2008 Joint Meeting of The Geological Society of America, Soil Science Society of America, American Society of Agronomy, Crop Science Society of America, Gulf Coast Association of Geological Societies with the Gulf Coast Section of SEPM

Paper No. 14
Presentation Time: 11:30 AM

The Brangane Asteroid Family Disruption: Source of the Late Eocene 2.5 Million Years of Dust Deposition, Impacts, and H Chondrite Meteoroids


HILDEBRAND, Alan R., Department of Geoscience, University of Calgary, 2500 University Drive NW, Calgary, AB T2N 1N4, Canada, PARKER, Alex, Department of Physics and Astronomy, University of Victoria, 3800 Finnerty Road, Victoria, BC V8P 5C2, Canada, KYTE, Frank T., Institute of Geophysics and Planetary Physics, University of California, Los Angeles, Los Angeles, CA 90095-1567 and SHUKOLYUKOV, Alex, Scripps Institution of Oceanography, University of California, San Diego, La Jolla, CA 92093-0212, ahildebr@ucalgary.ca

Extraterrestrial material fell on the Earth at an enhanced rate during the Late Eocene (~35 Ma): anomalous 3He abundances in marine sediments indicate that the flux of <50 μm dust was enhanced by up to ~8 times for ~2.5 My; during this interval at least two multi-km bodies impacted to form the Popigai and Chesapeake Bay craters.

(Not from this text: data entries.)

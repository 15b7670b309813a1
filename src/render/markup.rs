//! Markdown and HTML fragment builders.
//!
//! Pure formatting functions; all decisions about which fragment to emit
//! live in the output renderer and the document walker.

use super::RenderOptions;
use crate::model::StreamName;

/// Wrap source in a fenced code block tagged with `language`.
pub fn code_block(source: &str, language: &str) -> String {
    format!("```{}\n{}\n```", language, source)
}

/// The "In:" prompt above a code cell's source.
pub fn in_prompt(color: &str) -> String {
    format!("<p style=\"color: {};\"><b>In:</b></p>\n", color)
}

/// The "Out:" prompt above a code cell's outputs.
pub fn out_prompt(color: &str) -> String {
    format!("<p style=\"color: {};\"><b>Out:</b></p>\n", color)
}

/// Escape text for embedding in a `<pre>` element.
///
/// Newlines become `&#xA;` entities rather than real line breaks, so the
/// block renders as a single visually-wrapped unit inside markdown.
pub fn escape_pre(text: &str) -> String {
    text.replace('<', "&lt;").replace('\n', "&#xA;")
}

/// Wrap escaped text in a colored `<pre>` element.
pub fn pre_block(text: &str, background: &str) -> String {
    format!(
        "<pre style=\"background: {}; padding-top: 5px\">\n{}</pre>",
        background,
        escape_pre(text)
    )
}

/// Wrap stream output, colored by which stream it came from.
pub fn stream_block(text: &str, name: StreamName, options: &RenderOptions) -> String {
    let background = match name {
        StreamName::Stdout => &options.stdout_background,
        StreamName::Stderr => &options.stderr_background,
    };
    pre_block(text, background)
}

/// Wrap an already ANSI-stripped traceback.
pub fn error_block(text: &str, options: &RenderOptions) -> String {
    pre_block(text, &options.error_background)
}

/// Pass rich HTML through, folding newlines so a multi-line payload does
/// not break markdown layout.
pub fn html_block(raw_html: &str) -> String {
    format!("{}\n", raw_html.replace('\n', "&#xA;"))
}

/// A markdown image reference with no alt text.
pub fn image_block(relative_path: &str) -> String {
    format!("![](./{})", relative_path)
}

Siderophile element ratios from impactites of the Popigai crater and the associated, globally-distributed, spinel-bearing spherules have been interpreted as indicating an L or LL chondrite impactor. Cr isotope data from the spinel-bearing spherules unequivocally indicate that this impactor was an ordinary chondrite, but don't distinguish between H, L and LL. However, disruption of an H chondrite parent is indicated by a peak in H chondrite cosmic ray exposure ages of 33 - 36 My matching the interval of enhanced dust production. The meteorites of this peak have types of 3 to 6 indicating that a sizeable body was disrupted.

Increasing numbers of asteroid orbits allow identification of additional asteroid families whose cogenesis may be further tested with SDSS spectral data. Only one young S-type family named after asteroid 606 Brangäne has an age (50±40 My) encompassing the indicated Late Eocene disruption. Analysis of proper orbital elements in conjunction with SDSS colours now yields ~40 members of the Brangäne family. The amount of spectral reddening of the family members is reasonable for this age. SDSS family colours are unusual compared to those of other S-type families, but this could be consistent with an H chondrite lithology as some of the other S-type families are indicated as of L chondrite affinity. The Brangäne family is relatively well positioned in the inner part of the Middle Belt near the 3:1 resonance to allow large bodies to be perturbed into Earth-crossing orbits within the necessary <1 My.